*PROBLEM REQUIREMENTS*
Output verbatim the line with "prop_assert!(out_of_range);" together with every line beneath it, ending at the last line of the entries.
(GIVEN RECORDS begins)
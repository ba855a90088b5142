//! Folio range enforcement across arbitrary authorizations.

use std::sync::Arc;

use dte_core::{DocumentType, ManualClock, Timestamp};
use dte_stamp::fixtures::{caf_validator, sample_document, CafBuilder};
use dte_stamp::{KindRegistry, StampError, StampGenerator, Ted};
use proptest::prelude::*;

fn generator() -> StampGenerator {
    let clock = ManualClock::new(Timestamp::parse("2026-03-02T09:00:00").unwrap());
    StampGenerator::new(KindRegistry::default(), Arc::new(clock))
}

proptest! {
    #![proptest_config(ProptestConfig::with_cases(12))]

    #[test]
    fn folio_accepted_iff_inside_range(desde in 1u64..5000, span in 0u64..200, offset in 0u64..400) {
        let hasta = desde + span;
        let auth = caf_validator()
            .validate(&CafBuilder::new(DocumentType::CREDIT_NOTE, desde, hasta).build_xml())
            .unwrap();
        let folio = desde - 1 + offset;
        let result = generator().stamp(sample_document(DocumentType::CREDIT_NOTE, folio), &auth);
        if folio >= desde && folio <= hasta {
            let stamped = result.unwrap();
            prop_assert!(Ted::from_document(stamped.document()).unwrap().verify(&auth).is_ok());
        } else {
            let out_of_range = matches!(result, Err(StampError::FolioOutOfRange { .. }));
            prop_assert!(out_of_range);
        }
    }
}

#[test]
fn receipt_without_receiver_is_stamped_anonymous() {
    let auth = caf_validator()
        .validate(&CafBuilder::new(DocumentType::RECEIPT, 1, 10).build_xml())
        .unwrap();
    let xml = sample_document(DocumentType::RECEIPT, 3).to_xml();
    let start = xml.find("<Receptor>").unwrap();
    let end = xml.find("</Receptor>").unwrap() + "</Receptor>".len();
    let anonymous = dte_stamp::Document::from_xml(&format!("{}{}", &xml[..start], &xml[end..])).unwrap();

    let stamped = generator().stamp(anonymous, &auth).unwrap();
    assert_eq!(stamped.ted().field("RR").as_deref(), Some("66666666-6"));
    assert_eq!(stamped.ted().field("RSR").as_deref(), Some(""));
}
(GIVEN RECORDS ends)
*WRITTEN RESPONSE*
            prop_assert!(out_of_range);
        }
    }
}

#[test]
fn receipt_without_receiver_is_stamped_anonymous() {
    let auth = caf_validator()
        .validate(&CafBuilder::new(DocumentType::RECEIPT, 1, 10).build_xml())
        .unwrap();
    let xml = sample_document(DocumentType::RECEIPT, 3).to_xml();
    let start = xml.find("<Receptor>").unwrap();
    let end = xml.find("</Receptor>").unwrap() + "</Receptor>".len();
    let anonymous = dte_stamp::Document::from_xml(&format!("{}{}", &xml[..start], &xml[end..])).unwrap();

    let stamped = generator().stamp(anonymous, &auth).unwrap();
    assert_eq!(stamped.ted().field("RR").as_deref(), Some("66666666-6"));
    assert_eq!(stamped.ted().field("RSR").as_deref(), Some(""));
}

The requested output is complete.